### TASK
Scan the records for "ReconnectState". Report each line that includes it.

(Records drawn from a dataset)
//! Per-network backoff and the active-network pointer.
//!
//! The runtime supervisor reports connection lifecycle here and asks for
//! the next delay after a drop. An intentional disconnect yields no delay,
//! which ends the supervisor loop.

use std::collections::HashMap;
use std::sync::Arc;
use std::time::Duration;

use parking_lot::Mutex;
use rand::Rng;
use serde::{Deserialize, Serialize};

use crate::hub::{Hub, Subscription};
use crate::pool::{ConnectionPool, ConnectionState};
use crate::target::NetworkId;

/// Configuration for automatic reconnection.
#[derive(Debug, Clone, PartialEq, Serialize, Deserialize)]
#[serde(default)]
pub struct ReconnectConfig {
    /// Initial delay before first reconnect attempt.
    pub initial_delay_ms: u64,
    /// Maximum delay between attempts.
    pub max_delay_ms: u64,
    /// Multiplier applied to the delay after each failure.
    pub backoff_factor: f64,
    /// Up to this fraction of the delay is added as random jitter.
    pub jitter: f64,
}

impl Default for ReconnectConfig {
    fn default() -> Self {
        Self {
            initial_delay_ms: 2_000,
            max_delay_ms: 30_000,
            backoff_factor: 2.0,
            jitter: 0.25,
        }
    }
}

impl ReconnectConfig {
    pub fn initial_delay(&self) -> Duration {
        Duration::from_millis(self.initial_delay_ms)
    }

    /// Delay that follows `delay`: scaled, jittered, capped.
    fn next_after(&self, delay: Duration) -> Duration {
        let base = delay.as_millis() as f64 * self.backoff_factor.max(1.0);
        let max_jitter = (delay.as_millis() as f64 * self.jitter.clamp(0.0, 1.0)) as u64;
        let jitter = if max_jitter == 0 {
            0
        } else {
            rand::thread_rng().gen_range(0..=max_jitter)
        };
        Duration::from_millis((base as u64 + jitter).min(self.max_delay_ms))
    }
}

#[derive(Debug, Clone, PartialEq, Eq)]
pub struct ReconnectState {
    /// Delay before the next attempt.
    pub delay: Duration,
    /// Consecutive failed attempts since the last registration.
    pub attempts: u32,
    pub intentional: bool,
}

#[derive(Debug, Clone, PartialEq, Eq)]
pub enum ConnectionChange {
    /// A network registered (`true`) or dropped (`false`).
    Connected { network: NetworkId, connected: bool },
    ActiveChanged { network: Option<NetworkId> },
}

pub struct ReconnectCoordinator {
    config: Mutex<ReconnectConfig>,
    pool: ConnectionPool,
    states: Mutex<HashMap<NetworkId, ReconnectState>>,
    changes: Hub<ConnectionChange>,
}

impl ReconnectCoordinator {
    pub fn new(config: ReconnectConfig, pool: ConnectionPool) -> Arc<Self> {
        Arc::new(Self {
            config: Mutex::new(config),
            pool,
            states: Mutex::new(HashMap::new()),
            changes: Hub::new(),
        })
    }

    pub fn set_config(&self, config: ReconnectConfig) {
        *self.config.lock() = config;
    }

    pub fn subscribe<F>(&self, cb: F) -> Subscription
    where
        F: Fn(&ConnectionChange) + Send + Sync + 'static,
    {
        self.changes.subscribe(cb)
    }

    pub fn state(&self, network: &NetworkId) -> Option<ReconnectState> {
        self.states.lock().get(network).cloned()
    }

    fn fresh_state(&self) -> ReconnectState {
        ReconnectState {
            delay: self.config.lock().initial_delay(),
            attempts: 0,
            intentional: false,
        }
    }

    /// A user-initiated connect: forget any earlier intentional disconnect.
    pub fn begin(&self, network: &NetworkId) {
        let fresh = self.fresh_state();
        self.states.lock().insert(network.clone(), fresh);
    }

    /// Registration succeeded: reset backoff and claim the active pointer if
    /// nobody holds it.
    pub fn on_registered(&self, network: &NetworkId) {
        let fresh = self.fresh_state();
        {
            let mut states = self.states.lock();
            let state = states.entry(network.clone()).or_insert_with(|| fresh.clone());
            state.attempts = 0;
            state.delay = fresh.delay;
        }
        tracing::info!(network = %network, "Registered");
        self.changes.publish(&ConnectionChange::Connected {
            network: network.clone(),
            connected: true,
        });
        if self.pool.get_active_network_id().is_none() {
            self.set_active(Some(network.clone()));
        }
    }

    /// The connection dropped (or never came up). Returns the delay before
    /// the next attempt, or `None` when the disconnect was intentional.
    pub fn on_disconnected(&self, network: &NetworkId) -> Option<Duration> {
        self.changes.publish(&ConnectionChange::Connected {
            network: network.clone(),
            connected: false,
        });
        let config = self.config.lock().clone();
        let fresh = self.fresh_state();
        let next = {
            let mut states = self.states.lock();
            let state = states.entry(network.clone()).or_insert(fresh);
            if state.intentional {
                None
            } else {
                let delay = state.delay;
                state.attempts += 1;
                state.delay = config.next_after(delay);
                tracing::info!(
                    network = %network,
                    attempt = state.attempts,
                    delay_ms = delay.as_millis() as u64,
                    "Disconnected, will reconnect"
                );
                Some(delay)
            }
        };
        if next.is_none() && self.pool.get_active_network_id().as_ref() == Some(network) {
            // Hand focus to another live network, if any.
            let other = self
                .pool
                .get_all_connections()
                .into_iter()
                .find(|c| c.id() != network && c.state() == ConnectionState::Registered)
                .map(|c| c.id().clone());
            self.set_active(other);
        }
        next
    }

    /// The next disconnect of `network` is the user's doing.
    pub fn mark_intentional(&self, network: &NetworkId) {
        let fresh = self.fresh_state();
        self.states
            .lock()
            .entry(network.clone())
            .or_insert(fresh)
            .intentional = true;
    }

    pub fn is_intentional(&self, network: &NetworkId) -> bool {
        self.states
            .lock()
            .get(network)
            .is_some_and(|s| s.intentional)
    }

    /// Explicit user switch. Fails for networks not in the pool.
    pub fn switch_active(&self, network: &NetworkId) -> bool {
        if self.pool.get_connection(network).is_none() {
            return false;
        }
        self.set_active(Some(network.clone()));
        true
    }

    fn set_active(&self, network: Option<NetworkId>) {
        if self.pool.get_active_network_id() == network {
            return;
        }
        self.pool.set_active(network.clone());
        tracing::debug!(network = ?network, "Active network changed");
        self.changes
            .publish(&ConnectionChange::ActiveChanged { network });
    }
}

### ANSWER BOX
pub struct ReconnectState {
    states: Mutex<HashMap<NetworkId, ReconnectState>>,
    pub fn state(&self, network: &NetworkId) -> Option<ReconnectState> {
    fn fresh_state(&self) -> ReconnectState {
        ReconnectState {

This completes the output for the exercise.